[Work required] Can you return the records below exactly as they stand, but only from the first line through the one with "pub type RoleMe = serde_json::Value;"?

►

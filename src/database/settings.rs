use std::collections::BTreeMap;

use serde::{Deserialize, Serialize};

use crate::database::log_events::LogEvents;

/// Opaque roleme entry owned by the roleme subsystem, carried through untouched.
pub type RoleMe = serde_json::Value;
/// Opaque feed entry owned by the feeds subsystem, carried through untouched.
pub type Feed = serde_json::Value;

#[derive(Clone, Debug, Default, PartialEq, Serialize, Deserialize)]
#[serde(default)]
pub struct GuildSetting {
    #[serde(rename = "allowVoice")]
    pub allow_voice: bool,
    #[serde(rename = "adminRoles")]
    pub bot_admin_roles: Vec<String>,
    #[serde(rename = "adminUsers")]
    pub bot_admin_users: Vec<String>,
    #[serde(rename = "botOptions")]
    pub bot_options: BotOptions,
    // empty means the global default prefix is used
    #[serde(rename = "botPrefix")]
    pub bot_prefix: String,
    #[serde(rename = "customResponses")]
    pub custom_responses: Vec<CustomResponse>,
    #[serde(rename = "logSettings")]
    pub log_settings: LogSettings,
    #[serde(rename = "swearFilter")]
    pub swear_filter: SwearFilter,
    #[serde(rename = "tipsChannel")]
    pub tips_channel: String,
    #[serde(rename = "userJoinMessage")]
    pub user_join_message: String,
    #[serde(rename = "userJoinMessageChannel")]
    pub user_join_message_channel: String,
    #[serde(rename = "userLeaveMessage")]
    pub user_leave_message: String,
    #[serde(rename = "userLeaveMessageChannel")]
    pub user_leave_message_channel: String,
    #[serde(rename = "roleMeList")]
    pub role_me_list: Vec<RoleMe>,
    #[serde(rename = "disableNowPlaying")]
    pub auto_send_now_playing: bool,
    #[serde(rename = "apiInviteChannel")]
    pub api_invite_channel: String,
    #[serde(rename = "apiInviteKey")]
    pub api_invite_key: String,
    pub feeds: Vec<Feed>,
}

/// Per guild overrides of global bot options, keyed by option name.
///
/// An override can only narrow a globally enabled option, `true` here never re-enables something
/// the global configuration turned off.
#[derive(Clone, Debug, Default, PartialEq, Eq, Serialize, Deserialize)]
#[serde(transparent)]
pub struct BotOptions(pub BTreeMap<String, bool>);

#[derive(Clone, Debug, Default, PartialEq, Eq, Serialize, Deserialize)]
#[serde(default)]
pub struct CustomResponse {
    pub expression: String,
    pub response: String,
}

#[derive(Clone, Debug, Default, PartialEq, Eq, Serialize, Deserialize)]
#[serde(default, rename_all = "camelCase")]
pub struct LogSettings {
    pub logging_enabled: bool,
    pub logging_channel: String,
    pub logging_events: LogEvents,
}

#[derive(Clone, Debug, Default, PartialEq, Eq, Serialize, Deserialize)]
#[serde(default, rename_all = "camelCase")]
pub struct SwearFilter {
    pub enabled: bool,
    pub blacklisted_words: Vec<String>,
    pub disable_normalize: bool,
    pub disable_spaced_tab: bool,
    pub disable_multi_whitespace_stripping: bool,
    pub disable_zero_width_stripping: bool,
    pub disable_spaced_bypass: bool,
    /// Seconds before filter warnings are deleted, zero disables deletion.
    pub warning_delete_timeout: u64,
    pub allow_admin_bypass: bool,
    pub allow_bot_owner_bypass: bool,
}

/// Words removed from and missing in a blocklist after a removal request.
#[derive(Debug, Default, PartialEq, Eq)]
pub struct WordRemoval {
    pub removed: Vec<String>,
    pub missing: Vec<String>,
}

impl SwearFilter {
    pub fn add_words<S: AsRef<str>>(&mut self, words: &[S]) {
        self.blacklisted_words
            .extend(words.iter().map(|word| word.as_ref().to_string()));
    }

    /// Removes every occurrence of each given word.
    pub fn remove_words<S: AsRef<str>>(&mut self, words: &[S]) -> WordRemoval {
        let mut removal = WordRemoval::default();
        for word in words {
            let word = word.as_ref();
            let before = self.blacklisted_words.len();
            self.blacklisted_words.retain(|existing| existing != word);
            if self.blacklisted_words.len() < before {
                removal.removed.push(word.to_string());
            } else if !removal.removed.iter().any(|removed| removed == word) {
                removal.missing.push(word.to_string());
            }
        }

        removal
    }

    /// Drops repeated words keeping the first occurrence, returns how many were dropped.
    pub fn dedupe_words(&mut self) -> usize {
        let before = self.blacklisted_words.len();
        let mut seen = Vec::with_capacity(before);
        self.blacklisted_words.retain(|word| {
            if seen.contains(word) {
                false
            } else {
                seen.push(word.clone());
                true
            }
        });

        before - self.blacklisted_words.len()
    }
}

◄

[Output]
filename src/database/settings.rs
use std::collections::BTreeMap;

use serde::{Deserialize, Serialize};

use crate::database::log_events::LogEvents;

/// Opaque roleme entry owned by the roleme subsystem, carried through untouched.
pub type RoleMe = serde_json::Value;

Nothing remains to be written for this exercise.